What is required: Would you please output the data exactly, omitting no line?

######

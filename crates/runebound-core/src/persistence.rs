//! Save/Load for a run: the character, every visited room, and where the
//! player stands.
//!
//! Binary saves use bincode; a JSON form is available for export and
//! inspection. Stores are keyed by user id. Gameplay never fails because a
//! store does: the [`AutoSaver`] logs and retries on the next debounce.

use log::warn;
use serde::{Deserialize, Serialize};
use std::collections::{BTreeMap, HashMap};
use std::fs;
use std::io::{self, Read, Write};
use std::path::{Path, PathBuf};
use thiserror::Error;

use runebound_logic::character::Character;

use crate::components::{Room, RoomCoord};

/// Version number for save file format (increment when format changes)
pub const SAVE_VERSION: u32 = 1;

/// Serializable snapshot of a run
#[derive(Debug, Clone, PartialEq, Serialize, Deserialize)]
pub struct SaveData {
    /// Save format version
    pub version: u32,
    pub character: Character,
    /// Visited rooms keyed by `"x,y"`
    pub visited_rooms: BTreeMap<String, Room>,
    pub current_room: Option<RoomCoord>,
    pub biome: String,
}

impl SaveData {
    pub fn new(
        character: Character,
        visited_rooms: BTreeMap<String, Room>,
        current_room: Option<RoomCoord>,
        biome: String,
    ) -> Self {
        Self {
            version: SAVE_VERSION,
            character,
            visited_rooms,
            current_room,
            biome,
        }
    }

    fn check_version(self) -> Result<Self, SaveError> {
        if self.version != SAVE_VERSION {
            return Err(SaveError::VersionMismatch {
                expected: SAVE_VERSION,
                found: self.version,
            });
        }
        Ok(self)
    }
}

/// Errors that can occur during save/load
#[derive(Debug, Error)]
pub enum SaveError {
    #[error("IO error: {0}")]
    Io(#[from] io::Error),
    #[error("Serialization error: {0}")]
    Bincode(#[from] Box<bincode::ErrorKind>),
    #[error("JSON error: {0}")]
    Json(#[from] serde_json::Error),
    #[error("Save version mismatch: expected {expected}, found {found}")]
    VersionMismatch { expected: u32, found: u32 },
    #[error("Save store unavailable: {0}")]
    Unavailable(String),
}

/// Write a run to a writer
pub fn save_run<W: Write>(writer: W, data: &SaveData) -> Result<(), SaveError> {
    bincode::serialize_into(writer, data)?;
    Ok(())
}

/// Load a run from a reader
pub fn load_run<R: Read>(reader: R) -> Result<SaveData, SaveError> {
    let data: SaveData = bincode::deserialize_from(reader)?;
    data.check_version()
}

pub fn export_json(data: &SaveData) -> Result<String, SaveError> {
    Ok(serde_json::to_string_pretty(data)?)
}

pub fn import_json(json: &str) -> Result<SaveData, SaveError> {
    let data: SaveData = serde_json::from_str(json)?;
    data.check_version()
}

/// Per-user save backend.
pub trait SaveStore {
    /// `Ok(None)` when the user has no save yet.
    fn load(&self, user_id: &str) -> Result<Option<SaveData>, SaveError>;
    fn save(&mut self, user_id: &str, data: &SaveData) -> Result<(), SaveError>;
}

/// One bincode file per user in a directory.
#[derive(Debug, Clone)]
pub struct FileStore {
    dir: PathBuf,
}

impl FileStore {
    pub fn new(dir: impl Into<PathBuf>) -> Self {
        Self { dir: dir.into() }
    }

    pub fn dir(&self) -> &Path {
        &self.dir
    }

    pub fn path_for(&self, user_id: &str) -> PathBuf {
        let safe: String = user_id
            .chars()
            .map(|c| if c.is_ascii_alphanumeric() || c == '-' || c == '_' { c } else { '_' })
            .collect();
        self.dir.join(format!("{}.sav", safe))
    }
}

impl SaveStore for FileStore {
    fn load(&self, user_id: &str) -> Result<Option<SaveData>, SaveError> {
        let path = self.path_for(user_id);
        match fs::File::open(&path) {
            Ok(file) => load_run(io::BufReader::new(file)).map(Some),
            Err(e) if e.kind() == io::ErrorKind::NotFound => Ok(None),
            Err(e) => Err(e.into()),
        }
    }

    fn save(&mut self, user_id: &str, data: &SaveData) -> Result<(), SaveError> {
        fs::create_dir_all(&self.dir)?;
        let path = self.path_for(user_id);
        // Temp file first, then renamed over the old save
        let tmp = path.with_extension("sav.tmp");
        {
            let mut writer = io::BufWriter::new(fs::File::create(&tmp)?);
            save_run(&mut writer, data)?;
            writer.flush()?;
        }
        fs::rename(&tmp, &path)?;
        Ok(())
    }
}

/// In-memory store. Can be switched offline to exercise failure paths.
#[derive(Debug, Clone, Default)]
pub struct MemoryStore {
    saves: HashMap<String, Vec<u8>>,
    offline: bool,
    writes: usize,
}

impl MemoryStore {
    pub fn new() -> Self {
        Self::default()
    }

    pub fn set_offline(&mut self, offline: bool) {
        self.offline = offline;
    }

    /// Successful writes so far.
    pub fn writes(&self) -> usize {
        self.writes
    }
}

impl SaveStore for MemoryStore {
    fn load(&self, user_id: &str) -> Result<Option<SaveData>, SaveError> {
        if self.offline {
            return Err(SaveError::Unavailable("memory store offline".into()));
        }
        self.saves
            .get(user_id)
            .map(|bytes| load_run(bytes.as_slice()))
            .transpose()
    }

    fn save(&mut self, user_id: &str, data: &SaveData) -> Result<(), SaveError> {
        if self.offline {
            return Err(SaveError::Unavailable("memory store offline".into()));
        }
        let mut bytes = Vec::new();
        save_run(&mut bytes, data)?;
        self.saves.insert(user_id.to_string(), bytes);
        self.writes += 1;
        Ok(())
    }
}

/// Debounced auto-save timer.
///
/// Every change restarts the quiet period; a save is due once
/// `debounce_ms` has passed since the last change.
#[derive(Debug, Clone)]
pub struct AutoSaver {
    debounce_ms: u64,
    dirty_since: Option<u64>,
}

impl AutoSaver {
    pub fn new(debounce_ms: u64) -> Self {
        Self {
            debounce_ms,
            dirty_since: None,
        }
    }

    pub fn mark_dirty(&mut self, now_ms: u64) {
        self.dirty_since = Some(now_ms);
    }

    pub fn is_dirty(&self) -> bool {
        self.dirty_since.is_some()
    }

    pub fn is_due(&self, now_ms: u64) -> bool {
        self.dirty_since
            .is_some_and(|since| now_ms.saturating_sub(since) >= self.debounce_ms)
    }

    pub fn clear(&mut self) {
        self.dirty_since = None;
    }

    /// Save through `store` if due. Failures are logged and rescheduled for
    /// the next window. Returns whether a save was written.
    pub fn poll(
        &mut self,
        now_ms: u64,
        store: &mut dyn SaveStore,
        user_id: &str,
        data: impl FnOnce() -> Option<SaveData>,
    ) -> bool {
        if !self.is_due(now_ms) {
            return false;
        }
        let Some(data) = data() else {
            self.clear();
            return false;
        };
        match store.save(user_id, &data) {
            Ok(()) => {
                self.clear();
                true
            }
            Err(e) => {
                warn!("Auto-save for {} failed, retrying later: {}", user_id, e);
                self.dirty_since = Some(now_ms);
                false
            }
        }
    }
}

######

Answer space:
filename crates/runebound-core/src/persistence.rs
//! Save/Load for a run: the character, every visited room, and where the
//! player stands.
//!
//! Binary saves use bincode; a JSON form is available for export and
//! inspection. Stores are keyed by user id. Gameplay never fails because a
//! store does: the [`AutoSaver`] logs and retries on the next debounce.

use log::warn;
use serde::{Deserialize, Serialize};
use std::collections::{BTreeMap, HashMap};
use std::fs;
use std::io::{self, Read, Write};
use std::path::{Path, PathBuf};
use thiserror::Error;

use runebound_logic::character::Character;

use crate::components::{Room, RoomCoord};

/// Version number for save file format (increment when format changes)
pub const SAVE_VERSION: u32 = 1;

/// Serializable snapshot of a run
#[derive(Debug, Clone, PartialEq, Serialize, Deserialize)]
pub struct SaveData {
    /// Save format version
    pub version: u32,
    pub character: Character,
    /// Visited rooms keyed by `"x,y"`
    pub visited_rooms: BTreeMap<String, Room>,
    pub current_room: Option<RoomCoord>,
    pub biome: String,
}

impl SaveData {
    pub fn new(
        character: Character,
        visited_rooms: BTreeMap<String, Room>,
        current_room: Option<RoomCoord>,
        biome: String,
    ) -> Self {
        Self {
            version: SAVE_VERSION,
            character,
            visited_rooms,
            current_room,
            biome,
        }
    }

    fn check_version(self) -> Result<Self, SaveError> {
        if self.version != SAVE_VERSION {
            return Err(SaveError::VersionMismatch {
                expected: SAVE_VERSION,
                found: self.version,
            });
        }
        Ok(self)
    }
}

/// Errors that can occur during save/load
#[derive(Debug, Error)]
pub enum SaveError {
    #[error("IO error: {0}")]
    Io(#[from] io::Error),
    #[error("Serialization error: {0}")]
    Bincode(#[from] Box<bincode::ErrorKind>),
    #[error("JSON error: {0}")]
    Json(#[from] serde_json::Error),
    #[error("Save version mismatch: expected {expected}, found {found}")]
    VersionMismatch { expected: u32, found: u32 },
    #[error("Save store unavailable: {0}")]
    Unavailable(String),
}

/// Write a run to a writer
pub fn save_run<W: Write>(writer: W, data: &SaveData) -> Result<(), SaveError> {
    bincode::serialize_into(writer, data)?;
    Ok(())
}

/// Load a run from a reader
pub fn load_run<R: Read>(reader: R) -> Result<SaveData, SaveError> {
    let data: SaveData = bincode::deserialize_from(reader)?;
    data.check_version()
}

pub fn export_json(data: &SaveData) -> Result<String, SaveError> {
    Ok(serde_json::to_string_pretty(data)?)
}

pub fn import_json(json: &str) -> Result<SaveData, SaveError> {
    let data: SaveData = serde_json::from_str(json)?;
    data.check_version()
}

/// Per-user save backend.
pub trait SaveStore {
    /// `Ok(None)` when the user has no save yet.
    fn load(&self, user_id: &str) -> Result<Option<SaveData>, SaveError>;
    fn save(&mut self, user_id: &str, data: &SaveData) -> Result<(), SaveError>;
}

/// One bincode file per user in a directory.
#[derive(Debug, Clone)]
pub struct FileStore {
    dir: PathBuf,
}

impl FileStore {
    pub fn new(dir: impl Into<PathBuf>) -> Self {
        Self { dir: dir.into() }
    }

    pub fn dir(&self) -> &Path {
        &self.dir
    }

    pub fn path_for(&self, user_id: &str) -> PathBuf {
        let safe: String = user_id
            .chars()
            .map(|c| if c.is_ascii_alphanumeric() || c == '-' || c == '_' { c } else { '_' })
            .collect();
        self.dir.join(format!("{}.sav", safe))
    }
}

impl SaveStore for FileStore {
    fn load(&self, user_id: &str) -> Result<Option<SaveData>, SaveError> {
        let path = self.path_for(user_id);
        match fs::File::open(&path) {
            Ok(file) => load_run(io::BufReader::new(file)).map(Some),
            Err(e) if e.kind() == io::ErrorKind::NotFound => Ok(None),
            Err(e) => Err(e.into()),
        }
    }

    fn save(&mut self, user_id: &str, data: &SaveData) -> Result<(), SaveError> {
        fs::create_dir_all(&self.dir)?;
        let path = self.path_for(user_id);
        // Temp file first, then renamed over the old save
        let tmp = path.with_extension("sav.tmp");
        {
            let mut writer = io::BufWriter::new(fs::File::create(&tmp)?);
            save_run(&mut writer, data)?;
            writer.flush()?;
        }
        fs::rename(&tmp, &path)?;
        Ok(())
    }
}

/// In-memory store. Can be switched offline to exercise failure paths.
#[derive(Debug, Clone, Default)]
pub struct MemoryStore {
    saves: HashMap<String, Vec<u8>>,
    offline: bool,
    writes: usize,
}

impl MemoryStore {
    pub fn new() -> Self {
        Self::default()
    }

    pub fn set_offline(&mut self, offline: bool) {
        self.offline = offline;
    }

    /// Successful writes so far.
    pub fn writes(&self) -> usize {
        self.writes
    }
}

impl SaveStore for MemoryStore {
    fn load(&self, user_id: &str) -> Result<Option<SaveData>, SaveError> {
        if self.offline {
            return Err(SaveError::Unavailable("memory store offline".into()));
        }
        self.saves
            .get(user_id)
            .map(|bytes| load_run(bytes.as_slice()))
            .transpose()
    }

    fn save(&mut self, user_id: &str, data: &SaveData) -> Result<(), SaveError> {
        if self.offline {
            return Err(SaveError::Unavailable("memory store offline".into()));
        }
        let mut bytes = Vec::new();
        save_run(&mut bytes, data)?;
        self.saves.insert(user_id.to_string(), bytes);
        self.writes += 1;
        Ok(())
    }
}

/// Debounced auto-save timer.
///
/// Every change restarts the quiet period; a save is due once
/// `debounce_ms` has passed since the last change.
#[derive(Debug, Clone)]
pub struct AutoSaver {
    debounce_ms: u64,
    dirty_since: Option<u64>,
}

impl AutoSaver {
    pub fn new(debounce_ms: u64) -> Self {
        Self {
            debounce_ms,
            dirty_since: None,
        }
    }

    pub fn mark_dirty(&mut self, now_ms: u64) {
        self.dirty_since = Some(now_ms);
    }

    pub fn is_dirty(&self) -> bool {
        self.dirty_since.is_some()
    }

    pub fn is_due(&self, now_ms: u64) -> bool {
        self.dirty_since
            .is_some_and(|since| now_ms.saturating_sub(since) >= self.debounce_ms)
    }

    pub fn clear(&mut self) {
        self.dirty_since = None;
    }

    /// Save through `store` if due. Failures are logged and rescheduled for
    /// the next window. Returns whether a save was written.
    pub fn poll(
        &mut self,
        now_ms: u64,
        store: &mut dyn SaveStore,
        user_id: &str,
        data: impl FnOnce() -> Option<SaveData>,
    ) -> bool {
        if !self.is_due(now_ms) {
            return false;
        }
        let Some(data) = data() else {
            self.clear();
            return false;
        };
        match store.save(user_id, &data) {
            Ok(()) => {
                self.clear();
                true
            }
            Err(e) => {
                warn!("Auto-save for {} failed, retrying later: {}", user_id, e);
                self.dirty_since = Some(now_ms);
                false
            }
        }
    }
}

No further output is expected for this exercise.